What you have to do: What you return must match the records exactly, with every line included.

Stored data
%%

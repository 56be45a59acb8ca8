//! Uniform interface discovery.
//!
//! Scans GLSL text for `uniform <type> <name>;` statements. The scan is a
//! small tokenizer rather than a pattern match so comments, preprocessor
//! lines, uniform blocks and function bodies never produce declarations.
//! Text in conditional branches that are not taken is removed first.

use std::collections::HashMap;

use crate::error::MaterialError;
use crate::material::UniformKind;

use super::{is_identifier_char, preprocess, strip_comments};

/// Precision qualifiers that may precede the type.
const PRECISION_QUALIFIERS: [&str; 3] = ["lowp", "mediump", "highp"];

/// One declared uniform, in first-seen order.
#[derive(Debug, Clone, PartialEq, Eq)]
pub struct UniformDeclaration {
    /// The GLSL type as written (qualifiers removed).
    pub type_name: String,
    /// The uniform name.
    pub name: String,
    /// The resolved uniform kind.
    pub kind: UniformKind,
}

/// The ordered uniform interface of one or more shader stages.
#[derive(Debug, Clone, Default, PartialEq)]
pub struct ShaderInterface {
    declarations: Vec<UniformDeclaration>,
    errors: Vec<MaterialError>,
}

impl ShaderInterface {
    /// Parse one translation unit.
    ///
    /// Conditional directives are evaluated first, so declarations in
    /// branches that are not compiled are never seen. Declarations keep
    /// their order of first appearance; a name declared again with the
    /// same type collapses into the first declaration.
    pub fn parse(source: &str) -> Self {
        Self::parse_stages(&[source])
    }

    /// Parse several stages of one program as a single interface.
    ///
    /// Each stage is preprocessed on its own, so a macro defined in one
    /// stage does not select branches in the next.
    pub fn parse_stages(stages: &[&str]) -> Self {
        let cleaned: Vec<String> = stages
            .iter()
            .map(|stage| remove_preprocessor_lines(&preprocess(&strip_comments(stage))))
            .collect();
        Self::scan(&cleaned.join("\n"))
    }

    fn scan(cleaned: &str) -> Self {
        let mut interface = Self::default();
        let mut seen: HashMap<String, usize> = HashMap::new();
        let mut reported: Vec<String> = Vec::new();

        let mut start = 0;
        for (index, c) in cleaned.char_indices() {
            if !matches!(c, ';' | '{' | '}') {
                continue;
            }
            let statement = &cleaned[start..index];
            start = index + 1;
            if c != ';' {
                continue;
            }
            for declarator in parse_statement(statement) {
                interface.push(declarator, &mut seen, &mut reported);
            }
        }

        interface
    }

    fn push(
        &mut self,
        declarator: Declarator,
        seen: &mut HashMap<String, usize>,
        reported: &mut Vec<String>,
    ) {
        let Declarator { type_name, name } = declarator;

        let Some(kind) = UniformKind::from_glsl(&type_name) else {
            if !reported.contains(&name) {
                log::error!("unknown uniform type '{type_name}' for uniform '{name}'");
                reported.push(name.clone());
                self.errors
                    .push(MaterialError::UnknownUniformType { type_name, name });
            }
            return;
        };

        if let Some(&index) = seen.get(&name) {
            let first = &self.declarations[index];
            if first.kind != kind && !reported.contains(&name) {
                log::error!(
                    "uniform '{name}' redeclared as '{type_name}' (first declared as '{}')",
                    first.type_name
                );
                reported.push(name.clone());
                self.errors.push(MaterialError::ConflictingUniformDeclaration {
                    name,
                    first: first.type_name.clone(),
                    second: type_name,
                });
            }
            return;
        }

        seen.insert(name.clone(), self.declarations.len());
        self.declarations.push(UniformDeclaration {
            type_name,
            name,
            kind,
        });
    }

    /// Declarations in first-seen order.
    pub fn declarations(&self) -> &[UniformDeclaration] {
        &self.declarations
    }

    /// Declarations that were dropped or conflicted.
    pub fn errors(&self) -> &[MaterialError] {
        &self.errors
    }

    /// Take the reported errors.
    pub fn take_errors(&mut self) -> Vec<MaterialError> {
        std::mem::take(&mut self.errors)
    }

    /// Look up a declaration by name.
    pub fn get(&self, name: &str) -> Option<&UniformDeclaration> {
        self.declarations.iter().find(|d| d.name == name)
    }

    pub fn len(&self) -> usize {
        self.declarations.len()
    }

    pub fn is_empty(&self) -> bool {
        self.declarations.is_empty()
    }
}

struct Declarator {
    type_name: String,
    name: String,
}

fn remove_preprocessor_lines(source: &str) -> String {
    let mut result = String::with_capacity(source.len());
    for line in source.lines() {
        if !line.trim_start().starts_with('#') {
            result.push_str(line);
        }
        result.push('\n');
    }
    result
}

/// Split one `;`-terminated statement into uniform declarators.
fn parse_statement(statement: &str) -> Vec<Declarator> {
    let spaced = strip_initializers(statement).replace(',', " , ");
    let tokens: Vec<&str> = spaced.split_whitespace().collect();

    // Layout qualifiers may precede the keyword.
    let Some(keyword) = tokens.iter().position(|t| *t == "uniform") else {
        return Vec::new();
    };
    let rest = &tokens[keyword + 1..];

    let first_comma = rest.iter().position(|t| *t == ",").unwrap_or(rest.len());
    if first_comma == 0 {
        return Vec::new();
    }
    let type_tokens: Vec<&str> = rest[..first_comma - 1]
        .iter()
        .copied()
        .filter(|t| !PRECISION_QUALIFIERS.contains(t))
        .collect();
    let base_type = type_tokens.join(" ");

    std::iter::once(rest[first_comma - 1])
        .chain(rest[first_comma..].iter().copied().filter(|t| *t != ","))
        .map(|raw| split_array_suffix(raw, &base_type))
        .collect()
}

/// Drop `= <expr>` initializers, keeping the commas between declarators.
fn strip_initializers(statement: &str) -> String {
    let mut result = String::with_capacity(statement.len());
    let mut in_initializer = false;
    let mut depth = 0usize;
    for c in statement.chars() {
        if !in_initializer {
            if c == '=' {
                in_initializer = true;
            } else {
                result.push(c);
            }
            continue;
        }
        match c {
            '(' | '[' => depth += 1,
            ')' | ']' => depth = depth.saturating_sub(1),
            ',' if depth == 0 => {
                in_initializer = false;
                result.push(c);
            }
            _ => {}
        }
    }
    result
}

/// `lights[4]` becomes name `lights` with type `vec4[4]`.
fn split_array_suffix(raw: &str, base_type: &str) -> Declarator {
    let ident_end = raw
        .char_indices()
        .find(|(_, c)| !is_identifier_char(*c))
        .map_or(raw.len(), |(i, _)| i);
    let (name, suffix) = raw.split_at(ident_end);
    Declarator {
        type_name: format!("{base_type}{suffix}"),
        name: name.to_string(),
    }
}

%%

Output of the task:
repository 56be45a59acb8ca8
//! Uniform interface discovery.
//!
//! Scans GLSL text for `uniform <type> <name>;` statements. The scan is a
//! small tokenizer rather than a pattern match so comments, preprocessor
//! lines, uniform blocks and function bodies never produce declarations.
//! Text in conditional branches that are not taken is removed first.

use std::collections::HashMap;

use crate::error::MaterialError;
use crate::material::UniformKind;

use super::{is_identifier_char, preprocess, strip_comments};

/// Precision qualifiers that may precede the type.
const PRECISION_QUALIFIERS: [&str; 3] = ["lowp", "mediump", "highp"];

/// One declared uniform, in first-seen order.
#[derive(Debug, Clone, PartialEq, Eq)]
pub struct UniformDeclaration {
    /// The GLSL type as written (qualifiers removed).
    pub type_name: String,
    /// The uniform name.
    pub name: String,
    /// The resolved uniform kind.
    pub kind: UniformKind,
}

/// The ordered uniform interface of one or more shader stages.
#[derive(Debug, Clone, Default, PartialEq)]
pub struct ShaderInterface {
    declarations: Vec<UniformDeclaration>,
    errors: Vec<MaterialError>,
}

impl ShaderInterface {
    /// Parse one translation unit.
    ///
    /// Conditional directives are evaluated first, so declarations in
    /// branches that are not compiled are never seen. Declarations keep
    /// their order of first appearance; a name declared again with the
    /// same type collapses into the first declaration.
    pub fn parse(source: &str) -> Self {
        Self::parse_stages(&[source])
    }

    /// Parse several stages of one program as a single interface.
    ///
    /// Each stage is preprocessed on its own, so a macro defined in one
    /// stage does not select branches in the next.
    pub fn parse_stages(stages: &[&str]) -> Self {
        let cleaned: Vec<String> = stages
            .iter()
            .map(|stage| remove_preprocessor_lines(&preprocess(&strip_comments(stage))))
            .collect();
        Self::scan(&cleaned.join("\n"))
    }

    fn scan(cleaned: &str) -> Self {
        let mut interface = Self::default();
        let mut seen: HashMap<String, usize> = HashMap::new();
        let mut reported: Vec<String> = Vec::new();

        let mut start = 0;
        for (index, c) in cleaned.char_indices() {
            if !matches!(c, ';' | '{' | '}') {
                continue;
            }
            let statement = &cleaned[start..index];
            start = index + 1;
            if c != ';' {
                continue;
            }
            for declarator in parse_statement(statement) {
                interface.push(declarator, &mut seen, &mut reported);
            }
        }

        interface
    }

    fn push(
        &mut self,
        declarator: Declarator,
        seen: &mut HashMap<String, usize>,
        reported: &mut Vec<String>,
    ) {
        let Declarator { type_name, name } = declarator;

        let Some(kind) = UniformKind::from_glsl(&type_name) else {
            if !reported.contains(&name) {
                log::error!("unknown uniform type '{type_name}' for uniform '{name}'");
                reported.push(name.clone());
                self.errors
                    .push(MaterialError::UnknownUniformType { type_name, name });
            }
            return;
        };

        if let Some(&index) = seen.get(&name) {
            let first = &self.declarations[index];
            if first.kind != kind && !reported.contains(&name) {
                log::error!(
                    "uniform '{name}' redeclared as '{type_name}' (first declared as '{}')",
                    first.type_name
                );
                reported.push(name.clone());
                self.errors.push(MaterialError::ConflictingUniformDeclaration {
                    name,
                    first: first.type_name.clone(),
                    second: type_name,
                });
            }
            return;
        }

        seen.insert(name.clone(), self.declarations.len());
        self.declarations.push(UniformDeclaration {
            type_name,
            name,
            kind,
        });
    }

    /// Declarations in first-seen order.
    pub fn declarations(&self) -> &[UniformDeclaration] {
        &self.declarations
    }

    /// Declarations that were dropped or conflicted.
    pub fn errors(&self) -> &[MaterialError] {
        &self.errors
    }

    /// Take the reported errors.
    pub fn take_errors(&mut self) -> Vec<MaterialError> {
        std::mem::take(&mut self.errors)
    }

    /// Look up a declaration by name.
    pub fn get(&self, name: &str) -> Option<&UniformDeclaration> {
        self.declarations.iter().find(|d| d.name == name)
    }

    pub fn len(&self) -> usize {
        self.declarations.len()
    }

    pub fn is_empty(&self) -> bool {
        self.declarations.is_empty()
    }
}

struct Declarator {
    type_name: String,
    name: String,
}

fn remove_preprocessor_lines(source: &str) -> String {
    let mut result = String::with_capacity(source.len());
    for line in source.lines() {
        if !line.trim_start().starts_with('#') {
            result.push_str(line);
        }
        result.push('\n');
    }
    result
}

/// Split one `;`-terminated statement into uniform declarators.
fn parse_statement(statement: &str) -> Vec<Declarator> {
    let spaced = strip_initializers(statement).replace(',', " , ");
    let tokens: Vec<&str> = spaced.split_whitespace().collect();

    // Layout qualifiers may precede the keyword.
    let Some(keyword) = tokens.iter().position(|t| *t == "uniform") else {
        return Vec::new();
    };
    let rest = &tokens[keyword + 1..];

    let first_comma = rest.iter().position(|t| *t == ",").unwrap_or(rest.len());
    if first_comma == 0 {
        return Vec::new();
    }
    let type_tokens: Vec<&str> = rest[..first_comma - 1]
        .iter()
        .copied()
        .filter(|t| !PRECISION_QUALIFIERS.contains(t))
        .collect();
    let base_type = type_tokens.join(" ");

    std::iter::once(rest[first_comma - 1])
        .chain(rest[first_comma..].iter().copied().filter(|t| *t != ","))
        .map(|raw| split_array_suffix(raw, &base_type))
        .collect()
}

/// Drop `= <expr>` initializers, keeping the commas between declarators.
fn strip_initializers(statement: &str) -> String {
    let mut result = String::with_capacity(statement.len());
    let mut in_initializer = false;
    let mut depth = 0usize;
    for c in statement.chars() {
        if !in_initializer {
            if c == '=' {
                in_initializer = true;
            } else {
                result.push(c);
            }
            continue;
        }
        match c {
            '(' | '[' => depth += 1,
            ')' | ']' => depth = depth.saturating_sub(1),
            ',' if depth == 0 => {
                in_initializer = false;
                result.push(c);
            }
            _ => {}
        }
    }
    result
}

/// `lights[4]` becomes name `lights` with type `vec4[4]`.
fn split_array_suffix(raw: &str, base_type: &str) -> Declarator {
    let ident_end = raw
        .char_indices()
        .find(|(_, c)| !is_identifier_char(*c))
        .map_or(raw.len(), |(i, _)| i);
    let (name, suffix) = raw.split_at(ident_end);
    Declarator {
        type_name: format!("{base_type}{suffix}"),
        name: name.to_string(),
    }
}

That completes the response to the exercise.